**To do:**
Take every line from the data that has the word "sqlx" in it.

Start of Data

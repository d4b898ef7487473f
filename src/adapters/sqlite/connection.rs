//! SQLite database connection pool management.

use sqlx::sqlite::{SqliteConnectOptions, SqliteJournalMode, SqlitePoolOptions, SqliteSynchronous};
use sqlx::SqlitePool;
use std::path::Path;
use std::str::FromStr;
use std::time::Duration;
use thiserror::Error;

#[derive(Debug, Error)]
pub enum ConnectionError {
    #[error("Failed to create pool: {0}")]
    PoolCreationFailed(#[source] sqlx::Error),
    #[error("Invalid database URL: {0}")]
    InvalidDatabaseUrl(String),
    #[error("Failed to create directory: {0}")]
    DirectoryCreationFailed(#[source] std::io::Error),
}

#[derive(Debug, Clone)]
pub struct PoolConfig {
    pub max_connections: u32,
    pub acquire_timeout: Duration,
}

impl Default for PoolConfig {
    fn default() -> Self {
        Self {
            max_connections: 10,
            acquire_timeout: Duration::from_secs(3),
        }
    }
}

pub async fn create_pool(
    database_url: &str,
    config: Option<PoolConfig>,
) -> Result<SqlitePool, ConnectionError> {
    let config = config.unwrap_or_default();
    ensure_database_directory(database_url)?;

    let connect_options = SqliteConnectOptions::from_str(database_url)
        .map_err(|_| ConnectionError::InvalidDatabaseUrl(database_url.to_string()))?
        .create_if_missing(true)
        .journal_mode(SqliteJournalMode::Wal)
        .synchronous(SqliteSynchronous::Normal)
        .foreign_keys(true)
        .busy_timeout(Duration::from_secs(30));

    SqlitePoolOptions::new()
        .max_connections(config.max_connections)
        .acquire_timeout(config.acquire_timeout)
        .connect_with(connect_options)
        .await
        .map_err(ConnectionError::PoolCreationFailed)
}

pub async fn create_test_pool() -> Result<SqlitePool, ConnectionError> {
    let connect_options = SqliteConnectOptions::from_str("sqlite::memory:")
        .map_err(|_| ConnectionError::InvalidDatabaseUrl("sqlite::memory:".to_string()))?
        .journal_mode(SqliteJournalMode::Wal)
        .synchronous(SqliteSynchronous::Normal)
        .foreign_keys(true)
        .shared_cache(true);

    SqlitePoolOptions::new()
        .max_connections(1)
        .connect_with(connect_options)
        .await
        .map_err(ConnectionError::PoolCreationFailed)
}

fn ensure_database_directory(database_url: &str) -> Result<(), ConnectionError> {
    let path = database_url
        .strip_prefix("sqlite://")
        .or_else(|| database_url.strip_prefix("sqlite:"))
        .unwrap_or(database_url);

    if path == ":memory:" || path.is_empty() {
        return Ok(());
    }

    let path = Path::new(path);
    if let Some(parent) = path.parent() {
        if !parent.as_os_str().is_empty() && !parent.exists() {
            std::fs::create_dir_all(parent).map_err(ConnectionError::DirectoryCreationFailed)?;
        }
    }
    Ok(())
}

End of Data

**Solution to the exercise:**
use sqlx::sqlite::{SqliteConnectOptions, SqliteJournalMode, SqlitePoolOptions, SqliteSynchronous};
use sqlx::SqlitePool;
    PoolCreationFailed(#[source] sqlx::Error),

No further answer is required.